Sweden’s troubles began in September 2015, when the Swedish Transport Agency (STA) began outsourcing its information technology service management to providers such as NCR in Serbia and IBM in the Czech Republic. The STA then eventually uploaded a massive database of sensitive information – including details on every vehicle in the country, the identities of police and military personnel, and information regarding individuals in witness protection programs – to the cloud servers of these providers. At this point, however, if the data were properly end-to-end encrypted, Swedish citizens could still feel confident that it was secure, even if stored in other countries. Unfortunately, this was not the case.
Due to insufficient access controls and the lack of proper encryption, IBM employees who had not undergone vetting were able to view the entire database. As is the case with many enterprise systems, huge numbers of administrators often have “super user” privileges that give them sweeping access to organizational data, which appears to have happened in this incident. Even worse, the STA mistakenly emailed the same sensitive database – in completely unencrypted form – to a variety of marketing companies. Upon realizing their error, they simply asked the marketers to delete the information and re-sent another email without it.
These two aspects of the leak highlight several important features of PreVeil that could have easily prevented this ongoing crisis. First, and potentially most importantly, PreVeil encrypts all customer data end-to-end and only you control the keys to access it. Under no circumstances can we ever view your information, unlike the IBM employees who had unfettered access to the STA database. Second, lone systems administrators are not able to access your entire organization’s data by themselves when using PreVeil; they can only do so when a predetermined number of key personnel collectively authorize access. PreVeil’s unique Approval Groups™ enforce this feature by cryptographically distributing permission to conduct privileged actions, greatly reducing the damage a rogue or careless insider can inflict. Finally, PreVeil Drive’s granular permissions can help to prevent the sharing of sensitive data outside your organization, eliminating the possibility of errant emails leading to a spillage of critical information.
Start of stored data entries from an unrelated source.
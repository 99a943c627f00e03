//! Foreground mask selecting the pixels that get analysed.
use crate::error::{ResolutionError, Result};

#[derive(Clone, Debug, PartialEq, Eq)]
pub struct Mask {
    pub w: usize,
    pub h: usize,
    pub data: Vec<bool>,
}

impl Mask {
    /// Mask with every pixel selected.
    pub fn full(w: usize, h: usize) -> Self {
        Self {
            w,
            h,
            data: vec![true; w * h],
        }
    }

    /// Mask with no pixel selected.
    pub fn empty(w: usize, h: usize) -> Self {
        Self {
            w,
            h,
            data: vec![false; w * h],
        }
    }

    pub fn from_vec(w: usize, h: usize, data: Vec<bool>) -> Result<Self> {
        if data.len() != w * h {
            return Err(ResolutionError::InvalidInputShape(format!(
                "buffer of {} flags cannot hold a {w}x{h} mask",
                data.len()
            )));
        }
        Ok(Self { w, h, data })
    }

    /// Build a mask by evaluating `f(x, y)` at every pixel.
    pub fn from_fn(w: usize, h: usize, mut f: impl FnMut(usize, usize) -> bool) -> Self {
        let mut mask = Self::empty(w, h);
        for y in 0..h {
            for x in 0..w {
                mask.data[y * w + x] = f(x, y);
            }
        }
        mask
    }

    #[inline]
    pub fn get(&self, x: usize, y: usize) -> bool {
        self.data[y * self.w + x]
    }

    /// Number of foreground pixels.
    pub fn count(&self) -> usize {
        self.data.iter().filter(|&&m| m).count()
    }

    /// Foreground pixel coordinates `(x, y)` in row-major order.
    pub fn coords(&self) -> Vec<(usize, usize)> {
        let mut out = Vec::with_capacity(self.count());
        for y in 0..self.h {
            for x in 0..self.w {
                if self.get(x, y) {
                    out.push((x, y));
                }
            }
        }
        out
    }
}

impl crate::image::traits::ImageView for Mask {
    type Pixel = bool;

    #[inline]
    fn width(&self) -> usize {
        self.w
    }
    #[inline]
    fn height(&self) -> usize {
        self.h
    }
    #[inline]
    fn row(&self, y: usize) -> &[bool] {
        let start = y * self.w;
        &self.data[start..start + self.w]
    }}
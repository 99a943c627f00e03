#![allow(dead_code)]

use local_resolution::ImageF64;
use rand::rngs::StdRng;
use rand::{Rng, SeedableRng};
use std::f64::consts::PI;

/// Image holding `value` everywhere.
pub fn constant(n: usize, value: f64) -> ImageF64 {
    assert!(n > 0, "image size must be positive");
    ImageF64::from_fn(n, n, |_, _| value)
}

/// `offset + cos(π·row / width)`: along the row axis this matches the
/// `cos(πx)` basis column exactly at half-width `width`.
pub fn row_sinusoid(n: usize, width: usize, offset: f64) -> ImageF64 {
    assert!(width > 0, "width must be positive");
    ImageF64::from_fn(n, n, |_, y| offset + (PI * y as f64 / width as f64).cos())
}

/// Seeded uniform noise in `[-amplitude, amplitude]` plus `offset`.
pub fn noise(n: usize, seed: u64, offset: f64, amplitude: f64) -> ImageF64 {
    let mut rng = StdRng::seed_from_u64(seed);
    ImageF64::from_fn(n, n, |_, _| offset + amplitude * rng.random_range(-1.0..=1.0))
}

/// Sum of two images of the same size.
pub fn add(a: &ImageF64, b: &ImageF64) -> ImageF64 {
    assert_eq!((a.w, a.h), (b.w, b.h), "images must share a shape");
    ImageF64::from_fn(a.w, a.h, |x, y| a.get(x, y) + b.get(x, y))
}
use thiserror::Error;

/// Errors surfaced by the local resolution pipeline.
///
/// Degenerate (all-zero) windows and rank-deficient design matrices are
/// handled inside the solver and never show up here.
#[derive(Error, Debug, Clone, PartialEq)]
pub enum ResolutionError {
    #[error("invalid input shape: {0}")]
    InvalidInputShape(String),
    #[error("mask has no foreground pixels")]
    EmptyMask,
    #[error("invalid parameters: {0}")]
    InvalidParams(String),
    #[error("no critical value for {dof} degrees of freedom (table covers {min}..={max})")]
    CriticalValueLookupMiss { dof: usize, min: usize, max: usize },
    #[error("F distribution unavailable: {0}")]
    Distribution(String),
}

pub type Result<T> = std::result::Result<T, ResolutionError>;
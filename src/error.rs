use axum::{
    Json,
    http::StatusCode,
    response::{IntoResponse, Response},
};
use serde_json::json;
use thiserror::Error;
use tracing::error;

use crate::store::StoreError;

#[derive(Error, Debug)]
pub enum AppError {
    #[error("malformed request payload")]
    MalformedPayload,

    #[error("missing required fields: estudiante and estadoAsistencia")]
    MissingFields,

    #[error("student '{0}' not found")]
    StudentNotFound(String),

    #[error("{0}")]
    Store(#[from] StoreError),
}

impl IntoResponse for AppError {
    fn into_response(self) -> Response {
        let status = match self {
            AppError::MalformedPayload | AppError::MissingFields => StatusCode::BAD_REQUEST,
            AppError::StudentNotFound(_) => StatusCode::NOT_FOUND,
            AppError::Store(_) => StatusCode::INTERNAL_SERVER_ERROR,
        };
        error!(%status, "{self}");

        (status, Json(json!({ "error": self.to_string() }))).into_response()
    }
}
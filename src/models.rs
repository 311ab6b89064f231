//! Wire and store payloads.
//!
//! Field names follow the store schema this service inherited: person
//! documents carry `namePerson`/`type`/`courses`, attendance entries carry
//! `estadoAsistencia`/`horaRegistro`, and the request/response bodies use the
//! Spanish keys the frontend already sends (`estudiante`, `fecha`, `hora`,
//! `curso`, `estado`).

use serde::{Deserialize, Serialize};

/// Registration request body. Required-field checks happen after
/// deserialization so a missing field gets the validation message instead of
/// a decode error.
#[derive(Debug, Default, Deserialize)]
pub struct RegisterRequest {
    #[serde(default)]
    pub estudiante: Option<String>,
    #[serde(default, rename = "estadoAsistencia")]
    pub estado_asistencia: Option<String>,
    #[serde(default, rename = "courseID")]
    pub course_id: Option<String>,
}

/// A `person` collection document. Managed by an external system; this
/// service only reads it.
#[derive(Debug, Clone, Deserialize)]
pub struct Person {
    #[serde(rename = "namePerson")]
    pub name: String,
    #[serde(rename = "type")]
    pub role: String,
    #[serde(default)]
    pub courses: Vec<String>,
}

/// One student's slot in a per-(course, date) attendance document.
#[derive(Debug, Clone, PartialEq, Eq, Serialize, Deserialize)]
pub struct AttendanceEntry {
    #[serde(rename = "estadoAsistencia")]
    pub estado_asistencia: String,
    #[serde(rename = "horaRegistro")]
    pub hora_registro: String,
}

/// Terminal outcomes of one registration attempt. Every invocation is
/// independent; no state survives between calls.
#[derive(Debug, PartialEq, Eq)]
pub enum RegisterOutcome {
    /// An entry for this student already existed today; nothing was written.
    Duplicate {
        student_id: String,
        fecha: String,
        existing: AttendanceEntry,
    },
    /// The entry was written. `created` distinguishes a fresh attendance
    /// document from a merge into an existing one.
    Registered {
        created: bool,
        student_id: String,
        estudiante: String,
        fecha: String,
        hora: String,
        curso: String,
        estado: String,
    },
}
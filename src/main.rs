#[tokio::main]
async fn main() {
    asistencia::start_server().await;
}
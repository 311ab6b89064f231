use std::sync::Arc;

use tracing::warn;

use crate::{
    config::Config,
    registrar::AttendanceRegistrar,
    store::{DocumentStore, HttpStore, MemoryStore},
};

pub struct AppState {
    pub config: Config,
    pub registrar: AttendanceRegistrar,
}

impl AppState {
    pub fn new() -> Arc<Self> {
        let config = Config::load();

        let store: Arc<dyn DocumentStore> = match &config.store_url {
            Some(url) => Arc::new(HttpStore::new(url, config.store_api_key.clone())),
            None => {
                warn!("STORE_URL not set, falling back to the in-memory store");
                Arc::new(MemoryStore::new())
            }
        };
        let registrar = AttendanceRegistrar::new(store, config.atomic_writes);

        Arc::new(Self { config, registrar })
    }
}
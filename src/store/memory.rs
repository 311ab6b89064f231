//! In-memory document store.
//!
//! Used by the test suite and by local runs without a `STORE_URL`. Documents
//! live in a `BTreeMap` keyed by full path, so query results come back in a
//! stable lexicographic order (the "store natural order" the name lookup
//! relies on). Each document carries a bumped revision counter so the
//! conditional-write path behaves like a real versioned store.

use async_trait::async_trait;
use serde_json::{Map, Value};
use std::collections::BTreeMap;
use tokio::sync::RwLock;

use super::{DocPath, Document, DocumentStore, Snapshot, StoreError};

struct StoredDoc {
    data: Map<String, Value>,
    revision: u64,
}

#[derive(Default)]
pub struct MemoryStore {
    docs: RwLock<BTreeMap<String, StoredDoc>>,
}

impl MemoryStore {
    pub fn new() -> Self {
        Self::default()
    }
}

fn merge(target: &mut Map<String, Value>, patch: Map<String, Value>) {
    for (key, value) in patch {
        target.insert(key, value);
    }
}

#[async_trait]
impl DocumentStore for MemoryStore {
    async fn query(
        &self,
        collection: &str,
        filters: &[(&str, &str)],
        limit: usize,
    ) -> Result<Vec<Document>, StoreError> {
        let docs = self.docs.read().await;
        let prefix = format!("{collection}/");

        let mut hits = Vec::new();
        for (path, doc) in docs.range(prefix.clone()..) {
            if hits.len() >= limit || !path.starts_with(&prefix) {
                break;
            }
            let id = &path[prefix.len()..];
            // only direct children of the collection
            if id.contains('/') {
                continue;
            }
            let matches = filters
                .iter()
                .all(|(field, value)| doc.data.get(*field).and_then(Value::as_str) == Some(*value));
            if matches {
                hits.push(Document {
                    id: id.to_string(),
                    data: doc.data.clone(),
                });
            }
        }
        Ok(hits)
    }

    async fn get(&self, path: &DocPath) -> Result<Option<Snapshot>, StoreError> {
        let docs = self.docs.read().await;
        Ok(docs.get(&path.to_string()).map(|doc| Snapshot {
            data: doc.data.clone(),
            revision: Some(doc.revision.to_string()),
        }))
    }

    async fn set(&self, path: &DocPath, data: Map<String, Value>) -> Result<(), StoreError> {
        let mut docs = self.docs.write().await;
        let next_revision = docs
            .get(&path.to_string())
            .map(|doc| doc.revision + 1)
            .unwrap_or(1);
        docs.insert(
            path.to_string(),
            StoredDoc {
                data,
                revision: next_revision,
            },
        );
        Ok(())
    }

    async fn update(&self, path: &DocPath, data: Map<String, Value>) -> Result<(), StoreError> {
        let mut docs = self.docs.write().await;
        match docs.get_mut(&path.to_string()) {
            Some(doc) => {
                merge(&mut doc.data, data);
                doc.revision += 1;
                Ok(())
            }
            None => Err(StoreError::Other(format!(
                "no document at '{path}' to update"
            ))),
        }
    }

    async fn update_if_revision(
        &self,
        path: &DocPath,
        data: Map<String, Value>,
        expected: Option<&str>,
    ) -> Result<(), StoreError> {
        let mut docs = self.docs.write().await;
        let current = docs.get_mut(&path.to_string());
        match (current, expected) {
            (Some(doc), Some(rev)) if doc.revision.to_string() == rev => {
                merge(&mut doc.data, data);
                doc.revision += 1;
                Ok(())
            }
            (None, None) => {
                docs.insert(path.to_string(), StoredDoc { data, revision: 1 });
                Ok(())
            }
            _ => Err(StoreError::Conflict(path.clone())),
        }
    }
}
At present, the Swedish government is facing a political storm due to fallout from the recent revelation of this massive leak. Two of the country’s top ministers have resigned, and the prime minister himself is facing possible removal via a vote of no confidence. The catastrophic political consequences of this series of errors should serve as a warning to senior leaders in both the public and private sectors. Securing the data of your citizens or your clients is not simply a luxury, it is critical to your professional survival. With its elegant design and thoroughly vetted encryption protocols, PreVeil can help you do just that.